Within that spending, AI is becoming central. A white paper on coaching in the Gulf region estimates that the United Arab Emirates’ digital coaching market alone could expand from 44.6 million dollars in 2023 to 189.3 million dollars by 2034, a 14.1 percent annual growth rate, and predicts that three‑quarters of Fortune 500 subsidiaries in Dubai will use AI‑enabled leadership tools by 2030. Analysts tracking coaching certification expect that niche to grow from roughly 10.4 billion dollars in 2024 to more than 18 billion dollars by 2029 as more practitioners seek formal training. Those numbers describe a sector increasingly shaped by platforms and algorithms, where dashboards track behavior change and machine‑learning tools surface patterns in feedback data.
For Mattone, that data‑rich environment does not diminish the human element; it amplifies it. “AI will expose who we really are as leaders,” he has said in recent discussions about Intelligent Leadership. In his view, AI can accelerate feedback cycles and reveal blind spots, but it cannot substitute for a leader’s willingness to confront uncomfortable truths about ego, fear or bias. That is where he places the inner core: in how leaders respond when confronted with information that challenges their self‑image.
Character as Strategy in the Middle East and Beyond
The tension between AI and character is especially visible in regions racing to retool their economies.
In that setting, Mattone’s emphasis on duty, service and vulnerability is pitched not as soft language but as a hedge against the reputational risks that come with rapid modernization. His firm reports that it has worked with leaders and institutions in more than 55 countries and is seeing growing demand from Middle Eastern clients who want to connect culture change and national goals to personal behavior at the top. Those projects often focus on aligning leaders’ stated values with daily decisions, using assessments and 360‑degree feedback tools to track whether executives are actually becoming more self‑aware, inclusive and consistent under pressure.
For boards and investors, those questions have become financial. Research on leadership development points to a correlation between strong leadership pipelines and superior long‑term performance, while failures of culture and governance can quickly draw regulatory scrutiny, activist campaigns or consumer backlash. In such cases, technical skill rarely features as the primary concern; instead, investigations tend to zero in on judgment, disclosure, tone and respect for internal challenge—all dimensions of character.
The Next Decade’s Leadership Filter
Generative AI tools are moving from pilots to everyday use, and many organizations are asking what, exactly, will differentiate human leaders when machines handle more analysis and routine decisions. Reports on future leadership suggest that influence without formal authority, ethical decision‑making and the ability to create psychological safety will rank alongside strategic thinking as core expectations by 2030. That combination is pushing coaching toward deeper work on values, identity and purpose, even as budgets demand clear metrics and measurable change.
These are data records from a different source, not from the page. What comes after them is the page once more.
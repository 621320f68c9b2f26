//! Model specialization
//!
//! [`CompiledModel`] is the executable form of a [`ModelSpec`]: states,
//! directed transition terms, rate expressions and transport tables are
//! assembled once per topology, then evaluated numerically for every voltage
//! of a sweep. This replaces per-configuration source generation with a plain
//! data representation while keeping the "specialize once, evaluate many
//! times" cost profile.

use nalgebra::DMatrix;

use crate::backend::Real;
use crate::error::ChannelsolError;
use crate::solver::dense::Mat;

use super::interaction::{CoeffFactor, CoeffKind, CoefficientLayout};
use super::rates::{rate_exprs, RateExpr, RateTable};
use super::state::ChannelState;
use super::state_space::{enumerate, StateSpace};
use super::{Conditions, ModelSpec};

/// Interaction coefficient values converted to the evaluation scalar.
#[derive(Clone, Debug)]
pub(crate) struct CoeffValues<T> {
    q: Vec<T>,
    r: Vec<T>,
}

impl<T: Real> CoeffValues<T> {
    /// Product of the interaction factors attached to one move.
    pub fn factor(&self, coeffs: &[CoeffFactor]) -> T {
        let mut acc = T::one();
        for c in coeffs {
            let value = match c.kind {
                CoeffKind::Q => &self.q[c.slot],
                CoeffKind::R => &self.r[c.slot],
            };
            acc = acc * value.powi(c.exponent);
        }
        acc
    }
}

/// A model specialized to one topology, ready for numeric evaluation.
#[derive(Clone, Debug)]
pub struct CompiledModel {
    spec: ModelSpec,
    space: StateSpace,
    exprs: Vec<RateExpr>,
    layout: CoefficientLayout,
}

impl CompiledModel {
    pub(crate) fn build(spec: ModelSpec) -> Result<Self, ChannelsolError> {
        spec.validate()?;
        let layout = CoefficientLayout::new(spec.interaction, spec.num_binding_sites);
        let space = enumerate(
            spec.num_binding_sites,
            spec.solutes.len(),
            &spec.charges,
            &layout,
        );
        let exprs = rate_exprs(spec.num_binding_sites, spec.solutes.len());
        Ok(CompiledModel {
            spec,
            space,
            exprs,
            layout,
        })
    }

    pub fn spec(&self) -> &ModelSpec {
        &self.spec
    }

    pub fn num_states(&self) -> usize {
        self.space.num_states()
    }

    pub fn states(&self) -> &[ChannelState] {
        &self.space.states
    }

    /// Number of declared Q coefficient slots for this topology.
    pub fn q_slot_count(&self) -> usize {
        self.layout.q_count()
    }

    /// Number of declared R coefficient slots for this topology.
    pub fn r_slot_count(&self) -> usize {
        self.layout.r_count()
    }

    pub(crate) fn space(&self) -> &StateSpace {
        &self.space
    }

    /// Validate a set of sweep conditions against this topology. Called by
    /// the sweep driver before the first voltage is processed.
    pub fn check_conditions(&self, conditions: &Conditions) -> Result<(), ChannelsolError> {
        let expected = self.spec.profile_len();
        let distances = conditions.profile.distances();
        if distances.len() != expected {
            return Err(ChannelsolError::DistanceCount {
                expected,
                found: distances.len(),
            });
        }
        for (index, &value) in distances.iter().enumerate() {
            if !(0.0..=1.0).contains(&value) {
                return Err(ChannelsolError::DistanceOutOfRange { index, value });
            }
        }
        for solute in &self.spec.solutes {
            match conditions.profile.energies_for(solute) {
                None => return Err(ChannelsolError::MissingEnergyProfile(solute.clone())),
                Some(energies) if energies.len() != expected => {
                    return Err(ChannelsolError::EnergyCount {
                        solute: solute.clone(),
                        expected,
                        found: energies.len(),
                    });
                }
                Some(_) => {}
            }
            match conditions.concentrations.get(solute) {
                None => return Err(ChannelsolError::MissingConcentration(solute.clone())),
                Some(pair) => {
                    for value in [pair.intra, pair.extra] {
                        if value < 0.0 {
                            return Err(ChannelsolError::NegativeConcentration {
                                solute: solute.clone(),
                                value,
                            });
                        }
                    }
                }
            }
        }
        if conditions.q_values.len() != self.layout.q_count() {
            return Err(ChannelsolError::CoefficientCount {
                kind: "Q",
                expected: self.layout.q_count(),
                found: conditions.q_values.len(),
            });
        }
        if conditions.r_values.len() != self.layout.r_count() {
            return Err(ChannelsolError::CoefficientCount {
                kind: "R",
                expected: self.layout.r_count(),
                found: conditions.r_values.len(),
            });
        }
        Ok(())
    }

    /// Evaluate every elementary rate constant at one voltage.
    pub(crate) fn rate_table<T: Real>(&self, conditions: &Conditions, voltage_mv: f64) -> RateTable<T> {
        let values = self
            .exprs
            .iter()
            .map(|e| {
                let solute = &self.spec.solutes[e.id.ion];
                let charge = self.spec.charges[e.id.ion];
                e.eval(solute, charge, conditions, voltage_mv)
            })
            .collect();
        RateTable::new(values, self.spec.solutes.len())
    }

    pub(crate) fn coeff_values<T: Real>(&self, conditions: &Conditions) -> CoeffValues<T> {
        CoeffValues {
            q: conditions.q_values.iter().map(|&v| T::from_f64(v)).collect(),
            r: conditions.r_values.iter().map(|&v| T::from_f64(v)).collect(),
        }
    }

    /// Assemble the numeric transition matrix for one voltage: column
    /// convention (`M[to][from]` accumulates the rate from `from` into `to`),
    /// diagonal set to the negative column sums so every column sums to
    /// zero.
    pub(crate) fn numeric_matrix<T: Real>(
        &self,
        rates: &RateTable<T>,
        coeffs: &CoeffValues<T>,
    ) -> Mat<T> {
        let n = self.num_states();
        let mut m: Mat<T> = Mat::zeros(n, n);
        let mut column_sums = vec![T::zero(); n];
        for term in &self.space.transitions {
            let value = rates.get(term.rate).clone() * coeffs.factor(&term.coeffs);
            let updated = m.get(term.to, term.from).clone() + value.clone();
            m.set(term.to, term.from, updated);
            column_sums[term.from] = column_sums[term.from].clone() + value;
        }
        for j in 0..n {
            m.set(j, j, -column_sums[j].clone());
        }
        m
    }

    /// Numeric transition matrix at one voltage as a nalgebra matrix,
    /// validating the conditions first. Primarily a convenience for tests
    /// and callers inspecting a single voltage point.
    pub fn transition_matrix(
        &self,
        conditions: &Conditions,
        voltage_mv: f64,
    ) -> Result<DMatrix<f64>, ChannelsolError> {
        self.check_conditions(conditions)?;
        let rates = self.rate_table::<f64>(conditions, voltage_mv);
        let coeffs = self.coeff_values::<f64>(conditions);
        Ok(to_dmatrix(&self.numeric_matrix(&rates, &coeffs)))
    }

    /// The state list in discovery order, rendered with solute names.
    pub fn state_listing(&self) -> String {
        let rows: Vec<String> = self
            .space
            .states
            .iter()
            .map(|s| format!("    {}", s.label(&self.spec.solutes)))
            .collect();
        format!("states = [\n{}\n]", rows.join(",\n"))
    }

    /// Every elementary rate assignment, one per line.
    pub fn rate_listing(&self) -> String {
        self.exprs
            .iter()
            .map(|e| e.render(&self.spec.solutes, &self.spec.charges))
            .collect::<Vec<_>>()
            .join("\n")
    }

    /// The symbolic transition matrix as a row-per-line grid, diagonal
    /// entries written as the negated column sums.
    pub fn matrix_listing(&self) -> String {
        let n = self.num_states();
        let mut cells: Vec<Vec<Vec<String>>> = vec![vec![Vec::new(); n]; n];
        for term in &self.space.transitions {
            cells[term.to][term.from].push(self.term_text(term.rate, &term.coeffs));
        }
        for j in 0..n {
            let mut outflows = Vec::new();
            for row in cells.iter() {
                outflows.extend(row[j].iter().cloned());
            }
            cells[j][j] = vec![format!("-({})", outflows.join(" + "))];
        }
        let rows: Vec<String> = (0..n)
            .map(|i| {
                let entries: Vec<String> = (0..n)
                    .map(|j| {
                        if cells[i][j].is_empty() {
                            "0".to_string()
                        } else {
                            cells[i][j].join(" + ")
                        }
                    })
                    .collect();
                format!("    [{}]", entries.join(", "))
            })
            .collect();
        format!("matrix([\n{}\n])", rows.join(",\n"))
    }

    fn term_text(&self, rate: super::rates::RateId, coeffs: &[CoeffFactor]) -> String {
        let expr = &self.exprs[rate.flat(self.spec.solutes.len())];
        let name = expr.name(&self.spec.solutes);
        let mut parts: Vec<String> = coeffs
            .iter()
            .map(|c| {
                let base = match c.kind {
                    CoeffKind::Q => self.layout.q_name(c.slot),
                    CoeffKind::R => self.layout.r_name(c.slot),
                };
                if c.exponent == 1 {
                    base
                } else {
                    format!("{}**{}", base, c.exponent)
                }
            })
            .collect();
        parts.push(name);
        parts.join(" * ")
    }
}

pub(crate) fn to_dmatrix(m: &Mat<f64>) -> DMatrix<f64> {
    DMatrix::from_fn(m.nrows(), m.ncols(), |i, j| *m.get(i, j))
}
Mattone’s answer is to push leaders to focus on the parts of their work AI cannot do: owning decisions, building trust and setting a moral tone. “Great leaders are not born—they are made through intentional growth,” he often tells participants in his programs. In his view, the coming decade will reward those who treat character as a daily discipline rather than a slogan, measured not only in engagement scores and promotion rates but in how leaders respond when technology makes their choices harder to hide.